The Boca Raton Library has two locations to serve the residents of incorporated Boca Raton. The New Boca Raton Downtown Library (41,932 square feet) is at 400 N.W. Boca Raton Boulevard. The Spanish River Library and Community Center (40,940 square feet) is located at 1501 N.W. Spanish River Boulevard. The Spanish River Library, built in the Addison Mizner (1872-1933) style, additionally provides public space for meetings, gatherings, and events. The hours of the library are posted on the library web site. The Old Downtown Library (21,400 square feet) was located at 200 N.W. Boca Raton Boulevard.

Groundbreaking for the new 41,932 square foot Boca Raton Downtown Library took place on April 24, 2012. The new library was designed by PGAL of Boca Raton in the Mediterranean architectural style of Addison Mizner (1872-1933). The Downtown Library has been built in line with Leadership in Energy and Environmental Design (LEED) Silver certification requirements.
The new Boca Raton Downtown Library was officially opened with a ribbon cutting ceremony and celebration on June 22, 2013. The 42,000 square foot building features 70 public access computers, study rooms, and events space.

=== Discover studio and other programs ===
The Boca Raton Public Library opened the Discover Studio within the Downtown location in September 2015. The Studio was funded by the Friends of the Boca Raton Public Library. The Discover Studio utilizes a pop-up space model to teach emerging technologies, including photo and film editing, music production and audio podcasting, sublimation equipment, Cricut equipment, and a variety of other programs. Classes are taught by qualified librarian instructors and outside expert instructors. The Discover Studio is a part of the library's involvement in community education. All classes are free with a valid library card. The library hosts several other programs and classes each year, along with a library of things and a digital library to accompany its standard collection. The Library has also served as an early voting site in past elections. The Boca Raton Library hosted the first Florida State Girls Championship February 4, 2023 at their Spanish River location.

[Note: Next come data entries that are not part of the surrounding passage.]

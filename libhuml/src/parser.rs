//! Grammar engine.
//!
//! A recursive-descent parser over the lexer's token stream. The root line
//! is classified once, then each block is parsed at an exact indentation:
//! - multi-line dicts and lists end at the first line indented less than
//!   their block, and fail on a line indented differently otherwise
//! - `::` starts a vector, inline on the same line or multi-line on the
//!   following lines two spaces deeper
//! - every value line ends in `consume_line`, which rejects leftovers

use std::collections::BTreeMap;

use log::{debug, trace};

use crate::error::{ParseError, Result};
use crate::lexer::{Lexer, Token, TokenKind};
use crate::value::Value;

/// Maximum number of nested vectors in one document.
pub const MAX_NESTING: usize = 512;

/// Parse a complete document.
pub fn parse_document(source: &str) -> Result<Value> {
    Parser::new(source).parse_document()
}

/// Shape of the root value, decided from its first line.
#[derive(Debug, Clone, Copy, PartialEq, Eq)]
enum RootShape {
    Scalar,
    EmptyList,
    EmptyDict,
    MultilineList,
    MultilineDict,
    InlineList,
    InlineDict,
}

impl RootShape {
    fn describe(self) -> &'static str {
        match self {
            RootShape::Scalar => "root scalar value",
            RootShape::EmptyList | RootShape::MultilineList => "root list",
            RootShape::EmptyDict | RootShape::MultilineDict => "root dict",
            RootShape::InlineList => "root inline list",
            RootShape::InlineDict => "root inline dict",
        }
    }
}

struct Parser<'a> {
    lexer: Lexer<'a>,
    depth: usize,
}

impl<'a> Parser<'a> {
    fn new(source: &'a str) -> Self {
        Self {
            lexer: Lexer::new(source),
            depth: 0,
        }
    }

    fn parse_document(mut self) -> Result<Value> {
        let first = self.lexer.peek()?;
        let (kind, indent, line) = (first.kind, first.indent, first.line);
        if kind == TokenKind::Eof {
            return Err(ParseError::EmptyDocument(line));
        }
        if indent != 0 {
            return Err(ParseError::RootIndented(line));
        }

        let shape = self.classify_root(kind, line)?;
        debug!("root on line {} is a {}", line, shape.describe());

        let value = match shape {
            RootShape::Scalar => self.parse_scalar(0)?,
            RootShape::EmptyList => {
                self.lexer.next_token()?;
                self.lexer.consume_line()?;
                Value::List(Vec::new())
            }
            RootShape::EmptyDict => {
                self.lexer.next_token()?;
                self.lexer.consume_line()?;
                Value::Dict(BTreeMap::new())
            }
            RootShape::MultilineList => self.parse_multiline_list(0)?,
            RootShape::MultilineDict => self.parse_multiline_dict(0)?,
            RootShape::InlineList => {
                let value = self.parse_inline_list()?;
                self.lexer.consume_line()?;
                value
            }
            RootShape::InlineDict => {
                let value = self.parse_inline_dict()?;
                self.lexer.consume_line()?;
                value
            }
        };

        let next = self.lexer.peek()?;
        if next.kind != TokenKind::Eof {
            return Err(ParseError::UnexpectedContentAfterRoot(
                next.line,
                shape.describe(),
            ));
        }
        Ok(value)
    }

    /// Decide the root shape from the first token and the rest of its line.
    fn classify_root(&self, kind: TokenKind, line: usize) -> Result<RootShape> {
        let rest = self.lexer.rest_of_line();
        let shape = match kind {
            TokenKind::ScalarIndicator => {
                return Err(ParseError::RootIndicatorNotAllowed(line, ":"))
            }
            TokenKind::VectorIndicator => {
                return Err(ParseError::RootIndicatorNotAllowed(line, "::"))
            }
            TokenKind::EmptyList => RootShape::EmptyList,
            TokenKind::EmptyDict => RootShape::EmptyDict,
            TokenKind::ListItem => RootShape::MultilineList,
            TokenKind::Key | TokenKind::QuotedKey => {
                if !rest.starts_with("::") && has_top_level_comma(rest) {
                    RootShape::InlineDict
                } else {
                    RootShape::MultilineDict
                }
            }
            _ if has_top_level_comma(rest) => RootShape::InlineList,
            _ => RootShape::Scalar,
        };
        Ok(shape)
    }

    // ========================================================================
    // Multi-line Blocks
    // ========================================================================

    fn parse_multiline_dict(&mut self, indent: usize) -> Result<Value> {
        let mut dict = BTreeMap::new();
        loop {
            let token = self.lexer.peek()?;
            if token.kind == TokenKind::Eof || token.indent < indent {
                break;
            }
            check_indent(token, indent)?;
            if !token.kind.is_key() {
                return Err(ParseError::ExpectedKey(token.line));
            }

            let key = self.lexer.next_token()?;
            let name = key.value.into_owned();
            if dict.contains_key(&name) {
                return Err(ParseError::DuplicateKey(key.line, name));
            }

            let indicator = self.lexer.next_token()?;
            let value = match indicator.kind {
                TokenKind::ScalarIndicator => {
                    self.lexer.expect_single_space("after ':'")?;
                    self.parse_scalar(indent)?
                }
                TokenKind::VectorIndicator => self.parse_vector(indent + 2)?,
                _ => return Err(ParseError::ExpectedIndicator(indicator.line)),
            };
            dict.insert(name, value);
        }
        Ok(Value::Dict(dict))
    }

    fn parse_multiline_list(&mut self, indent: usize) -> Result<Value> {
        let mut items = Vec::new();
        loop {
            let token = self.lexer.peek()?;
            if token.kind == TokenKind::Eof || token.indent < indent {
                break;
            }
            check_indent(token, indent)?;
            if token.kind != TokenKind::ListItem {
                return Err(ParseError::ExpectedListItem(token.line));
            }

            self.lexer.next_token()?;
            self.lexer.reject_extra_space("after '-'")?;
            let value = if self.lexer.peek()?.kind == TokenKind::VectorIndicator {
                self.lexer.next_token()?;
                self.parse_vector(indent + 2)?
            } else {
                self.parse_scalar(indent)?
            };
            items.push(value);
        }
        Ok(Value::List(items))
    }

    /// Parse the value after `::`. Multi-line content sits at `indent`.
    fn parse_vector(&mut self, indent: usize) -> Result<Value> {
        self.depth += 1;
        if self.depth > MAX_NESTING {
            return Err(ParseError::NestingTooDeep(
                self.lexer.line_num(),
                MAX_NESTING,
            ));
        }
        let value = self.parse_vector_body(indent);
        self.depth -= 1;
        value
    }

    fn parse_vector_body(&mut self, indent: usize) -> Result<Value> {
        if !self.lexer.at_end_of_line() {
            self.lexer.expect_single_space("after '::'")?;
            trace!("inline vector on line {}", self.lexer.line_num());
            return self.parse_inline_vector();
        }

        self.lexer.consume_line()?;
        let token = self.lexer.peek()?;
        if token.kind == TokenKind::Eof || token.indent < indent {
            return Err(ParseError::AmbiguousEmptyVector(token.line));
        }
        if token.kind == TokenKind::ListItem {
            trace!("multi-line list at indent {}", indent);
            self.parse_multiline_list(indent)
        } else {
            trace!("multi-line dict at indent {}", indent);
            self.parse_multiline_dict(indent)
        }
    }

    /// A scalar or multi-line string owned by a key or list item at
    /// `key_indent`, followed by the end of its line.
    fn parse_scalar(&mut self, key_indent: usize) -> Result<Value> {
        let token = self.lexer.next_token()?;
        if let TokenKind::BlockString(mode) = token.kind {
            return self
                .lexer
                .scan_block_string(mode, key_indent)
                .map(Value::String);
        }
        let value = token_value(token)?;
        self.lexer.consume_line()?;
        Ok(value)
    }

    // ========================================================================
    // Inline Collections
    // ========================================================================

    fn parse_inline_vector(&mut self) -> Result<Value> {
        let kind = self.lexer.peek()?.kind;
        let value = match kind {
            TokenKind::EmptyList => {
                self.lexer.next_token()?;
                Value::List(Vec::new())
            }
            TokenKind::EmptyDict => {
                self.lexer.next_token()?;
                Value::Dict(BTreeMap::new())
            }
            kind if kind.is_key() => self.parse_inline_dict()?,
            _ => self.parse_inline_list()?,
        };
        self.lexer.consume_line()?;
        Ok(value)
    }

    fn parse_inline_list(&mut self) -> Result<Value> {
        let mut items = Vec::new();
        loop {
            if !items.is_empty() {
                if self.lexer.at_end_of_line() {
                    break;
                }
                self.expect_comma()?;
            }
            let token = self.lexer.next_token()?;
            items.push(inline_value(token)?);
        }
        Ok(Value::List(items))
    }

    fn parse_inline_dict(&mut self) -> Result<Value> {
        let mut dict = BTreeMap::new();
        loop {
            if !dict.is_empty() {
                if self.lexer.at_end_of_line() {
                    break;
                }
                self.expect_comma()?;
            }

            let key = self.lexer.next_token()?;
            if !key.kind.is_key() {
                return Err(ParseError::ExpectedKey(key.line));
            }
            let name = key.value.into_owned();
            if dict.contains_key(&name) {
                return Err(ParseError::DuplicateKey(key.line, name));
            }

            let indicator = self.lexer.next_token()?;
            if indicator.kind != TokenKind::ScalarIndicator {
                return Err(ParseError::ExpectedScalarIndicator(indicator.line));
            }
            self.lexer.expect_single_space("in inline dict")?;

            let token = self.lexer.next_token()?;
            dict.insert(name, inline_value(token)?);
        }
        Ok(Value::Dict(dict))
    }

    /// `,` directly after the previous item, then exactly one space.
    fn expect_comma(&mut self) -> Result<()> {
        let token = self.lexer.next_token()?;
        if token.kind != TokenKind::Comma {
            return Err(ParseError::ExpectedComma(token.line));
        }
        if token.space_before {
            return Err(ParseError::SpaceBeforeComma(token.line));
        }
        self.lexer.expect_single_space("after comma")
    }
}

fn check_indent(token: &Token<'_>, expected: usize) -> Result<()> {
    if token.indent != expected {
        return Err(ParseError::BadIndent {
            line: token.line,
            found: token.indent,
            expected,
        });
    }
    Ok(())
}

/// Is there a comma outside quoted strings before any comment?
fn has_top_level_comma(text: &str) -> bool {
    let mut in_string = false;
    let mut escaped = false;
    for b in text.bytes() {
        if in_string {
            match b {
                _ if escaped => escaped = false,
                b'\\' => escaped = true,
                b'"' => in_string = false,
                _ => {}
            }
        } else {
            match b {
                b'"' => in_string = true,
                b',' => return true,
                b'#' => return false,
                _ => {}
            }
        }
    }
    false
}

fn inline_value(token: Token<'_>) -> Result<Value> {
    if let TokenKind::BlockString(_) = token.kind {
        return Err(ParseError::MultilineStringNotAllowed(token.line));
    }
    token_value(token)
}

/// Convert a scalar token into a value.
fn token_value(token: Token<'_>) -> Result<Value> {
    let line = token.line;
    let value = match token.kind {
        TokenKind::String => Value::String(token.value.into_owned()),
        TokenKind::Int => Value::Int(parse_int(&token.value, line)?),
        TokenKind::Float => Value::Float(parse_float(&token.value, line)?),
        TokenKind::Bool => Value::Bool(token.value == "true"),
        TokenKind::Null => Value::Null,
        TokenKind::NaN => Value::Float(f64::NAN),
        TokenKind::Inf if token.value == "-" => Value::Float(f64::NEG_INFINITY),
        TokenKind::Inf => Value::Float(f64::INFINITY),
        TokenKind::Eof => return Err(ParseError::UnexpectedEnd(line)),
        _ => return Err(ParseError::UnexpectedToken(line, token.describe())),
    };
    Ok(value)
}

// ============================================================================
// Number Parsing
// ============================================================================

/// Parse an integer literal with optional sign, radix prefix and `_`
/// separators. The magnitude is read as `i128` so that `i64::MIN` is
/// reachable in every base.
fn parse_int(text: &str, line: usize) -> Result<i64> {
    let invalid = || ParseError::InvalidNumberLiteral(line, text.to_string());
    let digits: String = text.chars().filter(|&c| c != '_').collect();
    let (negative, unsigned) = match digits.as_bytes().first() {
        Some(b'-') => (true, &digits[1..]),
        Some(b'+') => (false, &digits[1..]),
        _ => (false, &digits[..]),
    };
    let (radix, body) = match unsigned.get(..2) {
        Some("0x" | "0X") => (16, &unsigned[2..]),
        Some("0o" | "0O") => (8, &unsigned[2..]),
        Some("0b" | "0B") => (2, &unsigned[2..]),
        _ => (10, unsigned),
    };
    let magnitude = i128::from_str_radix(body, radix).map_err(|_| invalid())?;
    let value = if negative { -magnitude } else { magnitude };
    i64::try_from(value).map_err(|_| invalid())
}

fn parse_float(text: &str, line: usize) -> Result<f64> {
    let digits: String = text.chars().filter(|&c| c != '_').collect();
    digits
        .parse::<f64>()
        .map_err(|_| ParseError::InvalidNumberLiteral(line, text.to_string()))
}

== Library advisors and supporters ==
- The Friends of the Boca Raton Public Library is a 501(c) charity and a volunteer and fundraising group dedicated to supporting community cultural programs. The Friends operate a used bookstore at the Boca Raton Public Library's Downtown location, with proceeds benefiting the library.
- The Boca Raton Public Library Board advises the City Council on the management and operation of the Boca Raton Public Library. Board members are appointed for three-year terms and meet monthly.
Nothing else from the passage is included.